No garden or no space for one?
Seniors often live in small spaces. Composting and growing vegetables may seem impossible. How about donating your kitchen waste to a friend or relative who can use it in their garden? If you have room, container gardening is a wonderful green living idea. You can still use your coffee grounds and eggshells for houseplants. Better yet, why not join a community garden? You can remain active while going green. Plus you'll have all that healthy produce to eat.
Not enough recyclables to collect?
It's just you now, or if you are married, just the two of you. You don't go through enough soda pop to save the cans. A months worth wouldn't get you five pennies. What about those margarine tubs and glass jars? How can you possibly use them all? Don't throw them away. Some of those are recyclable too. How about getting together with other seniors and saving recyclables as a group? You can also save them for a neighborhood child or organization. This green lifestyle choice doubles as a charitable contribution.
Alternatives to chemicals
When it comes to ordinary household tasks, some seniors may be set in their ways. In order to adapt to green living, seniors may have to give up some of the chemical products they know and trust. For instance, you may be accustomed to using bleach to whiten your laundry. Surprisingly, substitutes such as hydrogen peroxide are equal to the task without harming the environment. If you send your laundry out, there are plenty of environmentally friendly cleaners and laundries. Take a good look at other household chemical products. Make simple, gradual substitutions to save the earth.

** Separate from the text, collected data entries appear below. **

#![deny(missing_docs)]

//! # Compile Command
//!
//! Implements the pipeline: Catalogs -> Resolver -> Reference list -> Registry -> OpenAPI.
//!
//! 1. **Catalogs**: Loads every `--catalog` file into one `TypeCatalog`.
//! 2. **References**: Reads the named token lists to compile.
//! 3. **Compile**: Compiles each list against one registry, so shared types are emitted once.
//! 4. **Emit**: Writes components plus `x-references` as JSON or YAML.

use crefgen_core::schema::opaque_string_schema;
use crefgen_core::{
    compile_tokens, AppError, AppResult, DocumentEmitter, DocumentInfo, OpenApiEmitter,
    OutputFormat, SchemaRegistry, TypeCatalog,
};
use indexmap::IndexMap;
use serde::Deserialize;
use std::fs;
use std::path::{Path, PathBuf};
use utoipa::openapi::{schema::Schema, RefOr};

/// Output format flag.
#[derive(clap::ValueEnum, Debug, Clone, Copy, PartialEq, Eq)]
pub enum Format {
    /// Pretty-printed JSON.
    Json,
    /// YAML.
    Yaml,
}

impl From<Format> for OutputFormat {
    fn from(format: Format) -> Self {
        match format {
            Format::Json => OutputFormat::Json,
            Format::Yaml => OutputFormat::Yaml,
        }
    }
}

/// Arguments for the compile command.
#[derive(clap::Args, Debug, Clone)]
pub struct CompileArgs {
    /// Type catalog files (YAML, or JSON by `.json` extension).
    #[clap(
        long = "catalog",
        required = true,
        env = "CREFGEN_CATALOG",
        value_delimiter = ','
    )]
    pub catalogs: Vec<PathBuf>,

    /// Reference list: `[{ name, tokens: [...] }]` in YAML or JSON.
    #[clap(long)]
    pub references: PathBuf,

    /// Output file (stdout when omitted).
    #[clap(long)]
    pub output: Option<PathBuf>,

    /// Output format.
    #[clap(long, value_enum, default_value = "yaml", env = "CREFGEN_FORMAT")]
    pub format: Format,

    /// Document title.
    #[clap(long, default_value = "API")]
    pub title: String,

    /// Document version.
    #[clap(long = "api-version", default_value = "1.0.0")]
    pub api_version: String,

    /// Degrade references whose types cannot be resolved to `type: string`
    /// instead of failing.
    #[clap(long)]
    pub lenient: bool,

    /// Do not seed the catalog with primitives and standard collections.
    #[clap(long)]
    pub no_builtins: bool,
}

/// One named entry of the reference list.
#[derive(Debug, Clone, Deserialize)]
pub struct NamedReference {
    /// Name under which the top-level schema is emitted.
    pub name: String,
    /// Flat, pre-order generic tokens.
    pub tokens: Vec<String>,
}

/// Executes the compile command.
pub fn execute(args: &CompileArgs) -> AppResult<()> {
    let document = run(args)?;

    match &args.output {
        Some(path) => {
            if let Some(parent) = path.parent().filter(|p| !p.as_os_str().is_empty()) {
                fs::create_dir_all(parent).map_err(|e| {
                    AppError::General(format!("Failed to create output dir: {}", e))
                })?;
            }
            fs::write(path, document)
                .map_err(|e| AppError::General(format!("Failed to write document: {}", e)))?;
            tracing::info!(path = %path.display(), "wrote OpenAPI document");
        }
        None => print!("{}", document),
    }

    Ok(())
}

/// Runs the pipeline and returns the serialized document.
pub fn run(args: &CompileArgs) -> AppResult<String> {
    // 1. Catalogs
    let mut catalog = if args.no_builtins {
        TypeCatalog::empty()
    } else {
        TypeCatalog::new()
    };
    for path in &args.catalogs {
        catalog.load_file(path)?;
    }

    // 2. References
    let references = load_references(&args.references)?;

    // 3. Compile
    let mut registry = SchemaRegistry::new();
    let mut nodes: IndexMap<String, RefOr<Schema>> = IndexMap::new();
    for reference in references {
        match compile_tokens(&reference.tokens, &catalog, &mut registry) {
            Ok(Some(node)) => {
                nodes.insert(reference.name, node);
            }
            Ok(None) => {
                tracing::warn!(name = %reference.name, "reference has no tokens, skipped");
            }
            Err(e @ AppError::UnresolvedTypeReference { .. }) if args.lenient => {
                tracing::warn!(name = %reference.name, error = %e, "falling back to string schema");
                nodes.insert(reference.name, RefOr::T(opaque_string_schema()));
            }
            Err(e) => {
                return Err(AppError::General(format!(
                    "Failed to compile reference '{}': {}",
                    reference.name, e
                )))
            }
        }
    }

    // 4. Emit
    let emitter = OpenApiEmitter::new(
        DocumentInfo::new(&args.title, &args.api_version),
        args.format.into(),
    );
    emitter.emit(&registry, &nodes)
}

fn load_references(path: &Path) -> AppResult<Vec<NamedReference>> {
    let content = fs::read_to_string(path)?;
    if path.extension().is_some_and(|ext| ext == "json") {
        serde_json::from_str(&content)
            .map_err(|e| AppError::General(format!("Failed to parse reference list: {}", e)))
    } else {
        serde_yaml::from_str(&content)
            .map_err(|e| AppError::General(format!("Failed to parse reference list: {}", e)))
    }
}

The link between frugal and green
Seniors who've lived through hard times know the benefits of frugality. Some green lifestyle choices are simply frugal. For seniors, this may not mean a change at all. That's right, all those ways you conserve resources can be part of this whole fancy green movement all the kids are talking about. So don't buy another thing if you can make do with what you have. Reuse everything you can. Use cloth, not paper napkins and forgo the disposables. All these old fashioned frugal ideas are actually ways to go green.
Quilting is a wonderful old fashioned hobby that can be incorporated into a senior's green lifestyle changes. Quilts become beautiful heirlooms. Those made in the traditional way are environmentally friendly. So do it the way your grandmother did. Instead of making quilts from new fabric, use pieces cut from old, worn out clothing or hand me downs. With a piece of Dad's work shirt here and a piece of Mom's wedding dress there, your green living quilts will hold more sentimental value than most. Don't stop at quilts. Old clothes can be fashioned into many useful items or even made into new clothes for those bohemian loving grand-kids.
So they nabbed your driving license. That's alright. Look at it as an opportunity to explore green transportation. Take the bus, walk or ride a bike to reduce harmful emissions. As a bonus, you'll get in a bit of exercise. It adds years to your life. That translates into more time with loved ones. You might even like the freedom of letting someone else do the driving. Some senior living facilities even have buses to take you shopping as a group. Still got your license? Use it wisely and carpool with others.
Portions of this article were previously published by this author on a now closed Yahoo property.